A powerhead with a large enough sponge is a fine filter, just run it all the time so the bacteria don't suffocate. Air going through a foam thing is also a good filter, just run it all the time.


----------



## EndlerGame (Oct 19, 2013)

A powerhead driven sponge filter is what you're looking for. I would get two powerheads, put one at each end of the tank. 

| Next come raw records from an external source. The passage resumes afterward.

//! `insuretrack users`

use clap::{Args, Subcommand};
use insuretrack_core::model::Role;
use insuretrack_engine::commands::accounts::{list_users, resolve_actor, toggle_user};
use insuretrack_store::repo::UserFilter;

use super::{CliResult, Context};

#[derive(Debug, Args)]
pub struct UsersArgs {
    #[command(subcommand)]
    pub command: UsersCommand,
}

#[derive(Debug, Subcommand)]
pub enum UsersCommand {
    /// List accounts, newest first
    List {
        /// Match username, email or full name
        #[arg(long)]
        search: Option<String>,

        #[arg(long)]
        role: Option<Role>,

        #[arg(long, default_value_t = 1)]
        page: u32,

        #[arg(long = "as", default_value = "admin")]
        actor: String,
    },
    /// Activate or deactivate an account
    Toggle {
        user_id: i64,

        #[arg(long = "as", default_value = "admin")]
        actor: String,
    },
}

pub fn execute(args: UsersArgs, ctx: &mut Context) -> CliResult {
    match args.command {
        UsersCommand::List {
            search,
            role,
            page,
            actor,
        } => {
            let actor = resolve_actor(&actor, &ctx.conn)?;
            let filter = UserFilter { search, role };
            let result = list_users(&actor, &filter, page, &ctx.conn, &ctx.services)?;
            for user in &result.items {
                println!(
                    "#{:<4} {:<20} {:<30} {:<6} {}",
                    user.id,
                    user.username,
                    user.email,
                    user.role,
                    if user.is_active { "active" } else { "inactive" }
                );
            }
            println!(
                "Page {} of {} ({} users)",
                result.page,
                result.total_pages().max(1),
                result.total
            );
        }
        UsersCommand::Toggle { user_id, actor } => {
            let actor = resolve_actor(&actor, &ctx.conn)?;
            let user = toggle_user(&actor, user_id, &mut ctx.conn, &ctx.services)?;
            let state = if user.is_active { "activated" } else { "deactivated" };
            println!("User {} {}", user.username, state);
        }
    }
    Ok(())
}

The powerheads can just be placed with suction cups inside the tank and will move around more water than an air-pump while still being much quieter...this type of filter is usually completely silent, (unless you feed air into the powerhead for added aeration, which you wouldn't need, especially with such a low bioload). Just point them along the surface to get a slight ripple...what you want is Laminar flow across the surface to break up any films and aid in gas exchange while the sponges below provide a massive surface for bacteria to colonize.


----------



## goodbytes (Aug 18, 2014)

I used a small powerhead and a sponge filter rated for 80 gallons on my 55 in conjunction with an AC 70 for three months no problem. My bioload is a bit more than double yours though. A couple of sponges with powerheads is advisable to get good water circulation ensuring even distribution of heat and preventing dead spots while aiding in mechanical filtration. Although mechanical filtration is more limited with sponges for the number of fish you have and if you feed lightly they should do just fine. Hydro Pro sponges are excellent and come highly recommended so you might want to take a look. Since you already run an air pump you could probably save a bit by running one sponge on an oversized powerhead and the other on the air pump. This will also prevent the film that collects on the surface in the absence of a good ripple.


----------



## Bushkill (Feb 15, 2012)

I have 24 tanks running and only two have canisters. The rest run on simple air-driven sponge filters. The key is to match your bioload to your filter's capacity. No, it's not X inches per gallon. The formula is way more complicated and pretty much unique to each tank. 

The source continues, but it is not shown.